Benjamin Doppagne, Tomáš Neuman, Ruben Soria-Martinez, Luis E. Parra López, Hervé Bulou, Michelangelo Romeo, Stéphane Berciaud, Fabrice Scheurer, Javier Aizpurua and Guillaume Schull
https://www.nature.com/articles/s41565-019-0620-x
Nature Nanotechnology

Molecules are perceived as the ultimate compound for future electronic and optoelectronic devices of extremely low dimension. In such a molecular circuit, each molecule can hold specific functionalities such as carrying electronic current, emitting photons, or switching on and off a signal. By developing an ultra-resolved nanoscopy technique, researchers have managed to trace and dissect the origin of light emitted from a switching molecule, directly associated to the fast motion of a pair of hydrogen atoms forth and back within the single molecule. Such an access to molecular dynamics with light works as a sophisticated molecular nanostrobe which can open a new way to  engineer fast optical communications in organic circuitry. 

Single-molecule devices have attracted a tremendous interest fuelled by the objective of transforming a fundamental research topic into a new and powerful technology. Due to their intrinsic quantum nature, molecules open up functionalities that go beyond today’s electronics. Among these perspectives, the concept of single molecule optoelectronics, which  consists in combining optical and electronic properties within a single molecule, is only emerging. In a wish list of molecular optoelectronics, it is envisioned that light could be used to convey information at high frequency between well-separated components (atoms) within a single-molecule. Now, this objective to access the molecular internal structure and its  dynamics is closer, thanks to the achievement by researchers at IPCMS of Strasbourg. These researchers have implemented a nanoscopic technique which allows to distinguish the exact origin of a molecular flash inside the molecule at the atomic scale. Using this method to probe a prototypical molecular optoelectronic component, they observed an unexpected blinking of the emitted light. Together with the theoretician colleagues from the Center for Materials Physics (CSIC-UPV/EHU) in  San Sebastian, they could associate the flash fluctuation to the switching of hydrogen atoms between two positions of the molecule, occurring about 1000 times per second, in a mechanism known as tautomerization. This result provides new information on this reaction, and shows that a molecule may be used as an intermittent emitter, or molecular nanostrobe, potentially controllable, and relevant for optical communications at the nano-scale. 
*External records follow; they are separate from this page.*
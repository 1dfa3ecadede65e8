//! Decay datasets: loading, validation and nuclear-data queries.
//!
//! A [`DecayDataset`] owns the nuclides in topological order, their
//! [`NuclideIndex`], the [`DualPrecisionStore`] and a BLAKE3 fingerprint of
//! its inputs. It is immutable and meant to be shared behind an `Arc`.
//!
//! Datasets are described on disk by [`DatasetSpec`] JSON:
//!
//! ```json
//! {
//!   "name": "example",
//!   "year_days": 365.2422,
//!   "nuclides": [
//!     { "nuclide": "H-3", "half_life": 12.32, "unit": "y", "atomic_mass": 3.016,
//!       "progeny": [{ "nuclide": "He-3", "fraction": 1.0, "mode": "β-" }] },
//!     { "nuclide": "He-3", "atomic_mass": 3.016 }
//!   ]
//! }
//! ```

use std::collections::{BTreeMap, HashSet};
use std::path::Path;

use nucdecay_core::constants::{BRANCHING_TOLERANCE, DEFAULT_YEAR_DAYS};
use nucdecay_core::{
    BigRational, DatasetError, Nuclide, NuclideError, NuclideId, Progeny, TimeUnit,
};
use serde::{Deserialize, Serialize};
use tracing::debug;

use crate::builder::DecayMatrixBuilder;
use crate::engine::DecayEngine;
use crate::index::NuclideIndex;
use crate::store::DualPrecisionStore;

fn default_year_days() -> f64 {
    DEFAULT_YEAR_DAYS
}

fn default_time_unit() -> String {
    "s".to_string()
}

/// On-disk description of a dataset.
#[derive(Debug, Clone, PartialEq, Serialize, Deserialize)]
pub struct DatasetSpec {
    pub name: String,
    #[serde(default = "default_year_days")]
    pub year_days: f64,
    pub nuclides: Vec<NuclideSpec>,
}

#[derive(Debug, Clone, PartialEq, Serialize, Deserialize)]
pub struct NuclideSpec {
    /// Nuclide name in any accepted form.
    pub nuclide: String,
    /// Half-life in `unit`; absent for stable nuclides.
    #[serde(default)]
    pub half_life: Option<f64>,
    #[serde(default = "default_time_unit")]
    pub unit: String,
    /// Atomic mass in g/mol.
    pub atomic_mass: f64,
    #[serde(default)]
    pub progeny: Vec<ProgenySpec>,
    /// Energy released per decay in eV, keyed by decay mode.
    #[serde(default, skip_serializing_if = "BTreeMap::is_empty")]
    pub decay_energy: BTreeMap<String, f64>,
}

#[derive(Debug, Clone, PartialEq, Serialize, Deserialize)]
pub struct ProgenySpec {
    pub nuclide: String,
    pub fraction: f64,
    #[serde(default)]
    pub mode: String,
}

impl DatasetSpec {
    pub fn from_json(json: &str) -> Result<Self, DatasetError> {
        serde_json::from_str(json).map_err(|e| DatasetError::Serialization(e.to_string()))
    }

    pub fn from_path(path: &Path) -> Result<Self, DatasetError> {
        let json = std::fs::read_to_string(path)
            .map_err(|e| DatasetError::Io(format!("{}: {e}", path.display())))?;
        Self::from_json(&json)
    }

    pub fn to_json(&self) -> Result<String, DatasetError> {
        serde_json::to_string_pretty(self).map_err(|e| DatasetError::Serialization(e.to_string()))
    }

    /// Resolve names and units into [`Nuclide`] records, in file order.
    pub fn to_nuclides(&self) -> Result<Vec<Nuclide>, DatasetError> {
        self.nuclides
            .iter()
            .map(|spec| {
                let id: NuclideId = spec.nuclide.parse()?;
                let half_life = match spec.half_life {
                    Some(value) => {
                        let unit: TimeUnit = spec.unit.parse()?;
                        let seconds = unit.to_seconds(value, self.year_days);
                        if !(seconds.is_finite() && seconds > 0.0) {
                            return Err(DatasetError::InvalidHalfLife {
                                nuclide: id.to_string(),
                                value,
                            });
                        }
                        Some(seconds)
                    }
                    None => None,
                };
                let progeny = spec
                    .progeny
                    .iter()
                    .map(|p| {
                        Ok(Progeny {
                            id: p.nuclide.parse()?,
                            branching_fraction: p.fraction,
                            mode: p.mode.clone(),
                        })
                    })
                    .collect::<Result<Vec<_>, NuclideError>>()?;
                if let Some((mode, &value)) = spec
                    .decay_energy
                    .iter()
                    .find(|(_, e)| !(e.is_finite() && **e >= 0.0))
                {
                    return Err(DatasetError::InvalidDecayEnergy {
                        nuclide: id.to_string(),
                        mode: mode.clone(),
                        value,
                    });
                }
                Ok(Nuclide::from_half_life(id, half_life, spec.atomic_mass, progeny)
                    .with_decay_energy(spec.decay_energy.clone()))
            })
            .collect()
    }
}

/// Anything that names a nuclide: a name string, a [`NuclideId`] or a canonical id.
pub trait NuclideKey {
    fn to_nuclide_id(&self) -> Result<NuclideId, NuclideError>;
}

impl NuclideKey for str {
    fn to_nuclide_id(&self) -> Result<NuclideId, NuclideError> {
        self.parse()
    }
}

impl NuclideKey for String {
    fn to_nuclide_id(&self) -> Result<NuclideId, NuclideError> {
        self.parse()
    }
}

impl NuclideKey for NuclideId {
    fn to_nuclide_id(&self) -> Result<NuclideId, NuclideError> {
        Ok(*self)
    }
}

impl NuclideKey for u32 {
    fn to_nuclide_id(&self) -> Result<NuclideId, NuclideError> {
        NuclideId::from_canonical(*self)
    }
}

impl<T: NuclideKey + ?Sized> NuclideKey for &T {
    fn to_nuclide_id(&self) -> Result<NuclideId, NuclideError> {
        (**self).to_nuclide_id()
    }
}

/// An immutable, validated decay dataset with its pre-built matrices.
#[derive(Debug)]
pub struct DecayDataset {
    name: String,
    year_days: f64,
    nuclides: Vec<Nuclide>,
    index: NuclideIndex,
    store: DualPrecisionStore,
    fingerprint: [u8; 32],
}

/// Validated nuclides in topological order, ready for matrix construction.
pub(crate) struct Prepared {
    pub name: String,
    pub year_days: f64,
    pub nuclides: Vec<Nuclide>,
    pub index: NuclideIndex,
    pub fingerprint: [u8; 32],
}

impl Prepared {
    pub fn new(name: &str, year_days: f64, nuclides: Vec<Nuclide>) -> Result<Self, DatasetError> {
        validate(&nuclides)?;
        let index = NuclideIndex::build(&nuclides)?;
        let mut ordered = nuclides;
        ordered.sort_by_key(|n| index.position(n.id).unwrap_or(usize::MAX));
        let fingerprint = fingerprint(name, year_days, &ordered)?;
        Ok(Self {
            name: name.to_string(),
            year_days,
            nuclides: ordered,
            index,
            fingerprint,
        })
    }

    pub fn build_store(&self) -> Result<DualPrecisionStore, DatasetError> {
        let builder = DecayMatrixBuilder::new(&self.nuclides, &self.index)?;
        DualPrecisionStore::build(&builder)
    }

    pub fn finish(self, store: DualPrecisionStore) -> Result<DecayDataset, DatasetError> {
        if store.dim() != self.nuclides.len() {
            return Err(DatasetError::CacheMismatch(format!(
                "store dimension {} for {} nuclides",
                store.dim(),
                self.nuclides.len()
            )));
        }
        Ok(DecayDataset {
            name: self.name,
            year_days: self.year_days,
            nuclides: self.nuclides,
            index: self.index,
            store,
            fingerprint: self.fingerprint,
        })
    }
}

fn validate(nuclides: &[Nuclide]) -> Result<(), DatasetError> {
    if nuclides.is_empty() {
        return Err(DatasetError::Empty);
    }
    let mut seen = HashSet::new();
    for nuclide in nuclides {
        let name = nuclide.id.to_string();
        if !seen.insert(nuclide.id) {
            return Err(DatasetError::DuplicateNuclide(name));
        }
        if !(nuclide.decay_constant.is_finite() && nuclide.decay_constant >= 0.0) {
            return Err(DatasetError::InvalidHalfLife {
                nuclide: name,
                value: nuclide.half_life(),
            });
        }
        if !(nuclide.atomic_mass.is_finite() && nuclide.atomic_mass > 0.0) {
            return Err(DatasetError::InvalidAtomicMass {
                nuclide: name,
                value: nuclide.atomic_mass,
            });
        }
        if nuclide.is_stable() && !nuclide.progeny.is_empty() {
            return Err(DatasetError::StableWithProgeny(name));
        }
        for branch in &nuclide.progeny {
            let b = branch.branching_fraction;
            if !(b.is_finite() && (0.0..=1.0).contains(&b)) {
                return Err(DatasetError::InvalidBranching {
                    nuclide: name,
                    detail: format!("fraction {b} to {}", branch.id),
                });
            }
        }
        let total = nuclide.total_branching();
        if total > 1.0 + BRANCHING_TOLERANCE {
            return Err(DatasetError::InvalidBranching {
                nuclide: name,
                detail: format!("fractions sum to {total}"),
            });
        }
    }
    Ok(())
}

fn fingerprint(name: &str, year_days: f64, nuclides: &[Nuclide]) -> Result<[u8; 32], DatasetError> {
    let bytes = serde_json::to_vec(&(name, year_days, nuclides))
        .map_err(|e| DatasetError::Serialization(e.to_string()))?;
    Ok(*blake3::hash(&bytes).as_bytes())
}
The researchers used the sharp metallic tip of a scanning tunneling microscope as an optical nanoantenna capable, simultaneously, of confining light to sub-molecular volumes and to excite a single-molecule with electrons. Located on top of a free-base phthalocyanine, a prototypical single-molecule switch, this nanoantenna was capable of amplifying the intensity of the molecular flashes by several orders of magnitude. By moving the antenna with respect to the molecule, the researchers achieved an map of the flash emission with unprecedented atomic resolution. More importantly, they not only identified the origin of the flash but related its blinking  to the motion of the hydrogen atoms within the molecule. 
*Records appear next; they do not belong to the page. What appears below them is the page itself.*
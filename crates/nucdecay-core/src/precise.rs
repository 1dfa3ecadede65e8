//! Arbitrary-precision strategy: exact rationals plus a digit-budgeted exponential.
//!
//! Matrix entries, inputs and unit factors are exact [`BigRational`] values.
//! The only inexact step is `e^x`, which is computed to a requested number of
//! significant digits and then carried as an exact rational.
//!
//! The exponential uses argument halving, a fixed-point Taylor series and
//! repeated squaring. Squaring `s` times loses about `s·log10(2)` digits, so
//! that many guard digits are added on top of the budget.

use std::f64::consts::{LN_10, LOG10_2};

use num_bigint::BigInt;
use num_rational::BigRational;
use num_traits::{One, Signed, ToPrimitive, Zero};

use crate::constants::{OVERFLOW_LOG10, UNDERFLOW_LOG10};
use crate::scalar::{DecayFactor, DecayScalar, ExpBudget};

/// Guard digits carried beyond the budget before squaring losses are added.
const BASE_GUARD_DIGITS: u32 = 10;

/// Halving stops once the reduced argument is at most `2^-8`.
const REDUCED_ARG_LOG2: i64 = 8;

fn pow10(n: u32) -> BigInt {
    BigInt::from(10u32).pow(n)
}

/// Decimal floating-point value `mantissa × 10^exponent`.
#[derive(Debug, Clone)]
struct DecimalFloat {
    mantissa: BigInt,
    exponent: i64,
}

impl DecimalFloat {
    fn square(&self) -> Self {
        Self {
            mantissa: &self.mantissa * &self.mantissa,
            exponent: self.exponent * 2,
        }
    }

    /// Truncate the mantissa to roughly `digits` significant digits.
    fn shrink(mut self, digits: u32) -> Self {
        let bits = self.mantissa.bits();
        if bits == 0 {
            return self;
        }
        let approx_digits = (bits as f64 * LOG10_2).floor() as i64 + 1;
        let excess = approx_digits - i64::from(digits);
        if excess > 0 {
            self.mantissa /= pow10(excess as u32);
            self.exponent += excess;
        }
        self
    }

    fn into_rational(self) -> BigRational {
        if self.exponent >= 0 {
            BigRational::from_integer(self.mantissa * pow10(self.exponent as u32))
        } else {
            BigRational::new(self.mantissa, pow10(self.exponent.unsigned_abs() as u32))
        }
    }
}

/// `e^x` for exact rational `x`, rounded to about `sig_figs` significant digits.
///
/// Exactly one for `x = 0`. The caller bounds `|x|`; see [`OVERFLOW_LOG10`].
pub fn exp_rational(x: &BigRational, sig_figs: u32) -> BigRational {
    if x.is_zero() {
        return BigRational::one();
    }

    let magnitude = rational_to_f64(x).abs();
    let halvings = if magnitude > (-(REDUCED_ARG_LOG2 as f64)).exp2() {
        (magnitude.log2().ceil().min(4096.0) as i64 + REDUCED_ARG_LOG2).max(0) as u32
    } else {
        0
    };
    let digits = sig_figs + BASE_GUARD_DIGITS + (f64::from(halvings) * LOG10_2).ceil() as u32;
    let scale = pow10(digits);

    // r = x / 2^halvings in fixed point with `digits` decimals
    let r = (x.numer() * &scale) / (x.denom() << halvings as usize);

    let mut term = scale.clone();
    let mut sum = scale.clone();
    let mut k = 1u32;
    loop {
        term = (&term * &r) / (&scale * BigInt::from(k));
        if term.is_zero() {
            break;
        }
        sum += &term;
        k += 1;
    }

    let mut value = DecimalFloat {
        mantissa: sum,
        exponent: -i64::from(digits),
    };
    for _ in 0..halvings {
        value = value.square().shrink(digits);
    }
    value.shrink(sig_figs).into_rational()
}

/// Split a non-zero rational into `mantissa × 2^shift` with a 64-bit mantissa.
fn split_pow2(value: &BigRational) -> (f64, i64) {
    let numer = value.numer();
    let denom = value.denom();
    let shift = numer.bits() as i64 - denom.bits() as i64 - 64;
    let quotient = if shift >= 0 {
        numer / (denom << shift as usize)
    } else {
        (numer << shift.unsigned_abs() as usize) / denom
    };
    (quotient.to_f64().unwrap_or(0.0), shift)
}

/// Nearest `f64` to an exact rational, saturating to infinity or zero.
pub fn rational_to_f64(value: &BigRational) -> f64 {
    if value.is_zero() {
        return 0.0;
    }
    let (mantissa, shift) = split_pow2(value);
    scale_pow2(mantissa, shift)
}

fn scale_pow2(mut x: f64, mut exp: i64) -> f64 {
    const STEP: i64 = 1000;
    while exp > STEP && x.is_finite() {
        x *= 2f64.powi(STEP as i32);
        exp -= STEP;
    }
    while exp < -STEP && x != 0.0 {
        x *= 2f64.powi(-STEP as i32);
        exp += STEP;
    }
    x * 2f64.powi(exp as i32)
}

impl DecayScalar for BigRational {
    const LABEL: &'static str = "rational";

    fn try_from_f64(value: f64) -> Option<Self> {
        BigRational::from_float(value)
    }

    fn from_decimal(mantissa: i64, exp10: i32) -> Self {
        let m = BigInt::from(mantissa);
        if exp10 >= 0 {
            BigRational::from_integer(m * pow10(exp10 as u32))
        } else {
            BigRational::new(m, pow10(exp10.unsigned_abs()))
        }
    }

    fn as_f64(&self) -> f64 {
        rational_to_f64(self)
    }

    fn sign_negative(&self) -> bool {
        Signed::is_negative(self)
    }

    fn log10_abs(&self) -> f64 {
        if self.is_zero() {
            return f64::NEG_INFINITY;
        }
        let (mantissa, shift) = split_pow2(self);
        mantissa.abs().log10() + shift as f64 * LOG10_2
    }

    fn decay_factor(lambda: &Self, t: f64, budget: &ExpBudget) -> DecayFactor<Self> {
        if lambda.is_zero() || t == 0.0 {
            return DecayFactor::Value(Self::one());
        }
        // log10(e^{-λt})
        let estimate = -(lambda.as_f64() * t) / LN_10;
        if estimate + budget.magnitude_log10 < UNDERFLOW_LOG10 {
            return DecayFactor::Negligible;
        }
        if estimate > OVERFLOW_LOG10 {
            return DecayFactor::Unbounded;
        }
        let Some(time) = Self::try_from_f64(t) else {
            return DecayFactor::Unbounded;
        };
        let exponent = -(lambda * &time);
        DecayFactor::Value(exp_rational(&exponent, budget.sig_figs))
    }
}

#[cfg(test)]
mod tests {
    use super::*;
    use proptest::prelude::*;

    const E_50_DIGITS: &str = "27182818284590452353602874713526624977572470936999";

    fn rat(n: i64, d: i64) -> BigRational {
        BigRational::new(BigInt::from(n), BigInt::from(d))
    }

    fn relative_error(a: &BigRational, b: &BigRational) -> BigRational {
        ((a - b) / b).abs()
    }

    fn tolerance(digits: u32) -> BigRational {
        BigRational::new(BigInt::one(), pow10(digits))
    }

    #[test]
    fn exp_zero_is_exactly_one() {
        assert_eq!(exp_rational(&BigRational::zero(), 320), BigRational::one());
    }

    #[test]
    fn exp_one_matches_reference_digits() {
        let e = exp_rational(&BigRational::one(), 60);
        let reference = BigRational::new(E_50_DIGITS.parse::<BigInt>().unwrap(), pow10(49));
        assert!(relative_error(&e, &reference) < tolerance(48));
    }

    #[test]
    fn exp_of_negation_is_reciprocal() {
        let x = rat(123_456, 1000);
        let product = exp_rational(&x, 320) * exp_rational(&-x, 320);
        assert!(relative_error(&product, &BigRational::one()) < tolerance(310));
    }

    #[test]
    fn exp_far_below_f64_range() {
        // e^-2000 ~ 10^-868.6, far outside the f64 range.
        let small = exp_rational(&rat(-2000, 1), 50);
        assert!(small > BigRational::zero());
        let log10 = small.log10_abs();
        assert!((log10 + 868.589).abs() < 0.01, "log10 = {log10}");
        let back = small * exp_rational(&rat(2000, 1), 50);
        assert!(relative_error(&back, &BigRational::one()) < tolerance(40));
    }

    #[test]
    fn rational_to_f64_matches_float() {
        for v in [1.0, -2.5, 1e-300, 6.022e23, 3.0e-320, 1.7e308] {
            let r = BigRational::from_float(v).unwrap();
            assert_eq!(rational_to_f64(&r), v);
        }
        assert_eq!(rational_to_f64(&rat(1, 3)), 1.0 / 3.0);
    }

    #[test]
    fn rational_to_f64_saturates() {
        let huge = BigRational::from_integer(pow10(400));
        assert_eq!(rational_to_f64(&huge), f64::INFINITY);
        let tiny = BigRational::new(BigInt::one(), pow10(400));
        assert_eq!(rational_to_f64(&tiny), 0.0);
    }

    #[test]
    fn from_decimal_is_exact() {
        assert_eq!(BigRational::from_decimal(37, 9), BigRational::from_integer(BigInt::from(37_000_000_000i64)));
        assert_eq!(BigRational::from_decimal(25, -2), rat(1, 4));
    }

    #[test]
    fn decay_factor_policies() {
        let lambda = BigRational::one();
        let budget = ExpBudget { sig_figs: 40, magnitude_log10: 0.0 };
        assert_eq!(BigRational::decay_factor(&BigRational::zero(), 5.0, &budget), DecayFactor::Value(BigRational::one()));
        assert_eq!(BigRational::decay_factor(&lambda, 0.0, &budget), DecayFactor::Value(BigRational::one()));
        assert_eq!(BigRational::decay_factor(&lambda, 1.0e4, &budget), DecayFactor::Negligible);
        assert_eq!(BigRational::decay_factor(&lambda, -1.0e5, &budget), DecayFactor::Unbounded);
        // A large magnitude bound keeps an otherwise tiny term alive.
        let wide = ExpBudget { sig_figs: 40, magnitude_log10: 200.0 };
        assert!(matches!(BigRational::decay_factor(&lambda, 800.0, &wide), DecayFactor::Value(_)));
    }

    #[test]
    fn negligible_cutoff_is_absolute() {
        // e^{-900} is about 10^-390.9: kept alone, dropped once scaled below 10^-400.
        let lambda = BigRational::one();
        let unit = ExpBudget { sig_figs: 40, magnitude_log10: 0.0 };
        let small = ExpBudget { sig_figs: 40, magnitude_log10: -20.0 };
        assert!(matches!(BigRational::decay_factor(&lambda, 900.0, &unit), DecayFactor::Value(_)));
        assert_eq!(BigRational::decay_factor(&lambda, 900.0, &small), DecayFactor::Negligible);
        // Dropping depends on the term alone, not on how large the other terms are.
        let huge = ExpBudget { sig_figs: 40, magnitude_log10: 380.0 };
        assert_eq!(BigRational::decay_factor(&lambda, 1800.0, &huge), DecayFactor::Negligible);
    }

    proptest! {
        #[test]
        fn exp_agrees_with_f64(x in -700.0f64..700.0) {
            let exact = BigRational::from_float(x).unwrap();
            let value = rational_to_f64(&exp_rational(&exact, 30));
            let expected = x.exp();
            prop_assert!(((value - expected) / expected).abs() < 1e-13);
        }
    }
}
The next step for the researchers will be to find a method to manipulate the “on” and “off” state of this molecular strobe to use it as a controllable molecular–scale light emitting switch, thus turning the dream of molecular optoelectronics into a closer reality. This work is published in Nature Nanotechnology. 

 

Left: Artistic view of the amplified fluorescence of a molecule induced by a nanoantenna tip. The two central hydrogen atoms are switching positions, and producing specific light flashes. Right, Top: Structure of the phthalocyanine molecule under study. Bottom: Light-emission map with submolecular resolution, allowing for identification of the origin of the flashes within the molecule.